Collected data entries
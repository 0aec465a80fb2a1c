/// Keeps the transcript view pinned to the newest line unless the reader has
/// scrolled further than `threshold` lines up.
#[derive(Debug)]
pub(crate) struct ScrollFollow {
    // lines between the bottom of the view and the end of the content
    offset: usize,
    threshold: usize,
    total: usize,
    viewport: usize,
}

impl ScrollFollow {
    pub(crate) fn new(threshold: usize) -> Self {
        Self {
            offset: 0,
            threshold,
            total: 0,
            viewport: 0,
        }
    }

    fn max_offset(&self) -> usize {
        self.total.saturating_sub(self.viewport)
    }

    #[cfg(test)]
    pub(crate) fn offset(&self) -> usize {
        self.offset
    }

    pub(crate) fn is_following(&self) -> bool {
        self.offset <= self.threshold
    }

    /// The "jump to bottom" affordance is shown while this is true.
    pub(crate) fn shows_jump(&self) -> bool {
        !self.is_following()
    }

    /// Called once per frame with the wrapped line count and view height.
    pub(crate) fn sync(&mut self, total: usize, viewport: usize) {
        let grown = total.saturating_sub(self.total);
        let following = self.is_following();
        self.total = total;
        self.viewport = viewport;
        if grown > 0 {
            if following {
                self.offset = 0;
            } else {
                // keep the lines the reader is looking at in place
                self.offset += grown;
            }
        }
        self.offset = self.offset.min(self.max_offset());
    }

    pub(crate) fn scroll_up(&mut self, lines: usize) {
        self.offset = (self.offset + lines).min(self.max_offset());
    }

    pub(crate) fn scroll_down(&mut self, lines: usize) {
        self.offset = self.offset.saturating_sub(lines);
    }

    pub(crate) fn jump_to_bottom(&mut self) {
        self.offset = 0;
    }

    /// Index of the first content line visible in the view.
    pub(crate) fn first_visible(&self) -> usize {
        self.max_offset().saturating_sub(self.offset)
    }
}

### WHAT YOU SHOULD DO:
Beginning with the line above that contains "pub(crate) fn shows_jump(&self)", copy each line exactly up to and including the line that contains "self.total = total;", and go no further.

### TASK RESULT:
    pub(crate) fn shows_jump(&self) -> bool {
        !self.is_following()
    }

    /// Called once per frame with the wrapped line count and view height.
    pub(crate) fn sync(&mut self, total: usize, viewport: usize) {
        let grown = total.saturating_sub(self.total);
        let following = self.is_following();
        self.total = total;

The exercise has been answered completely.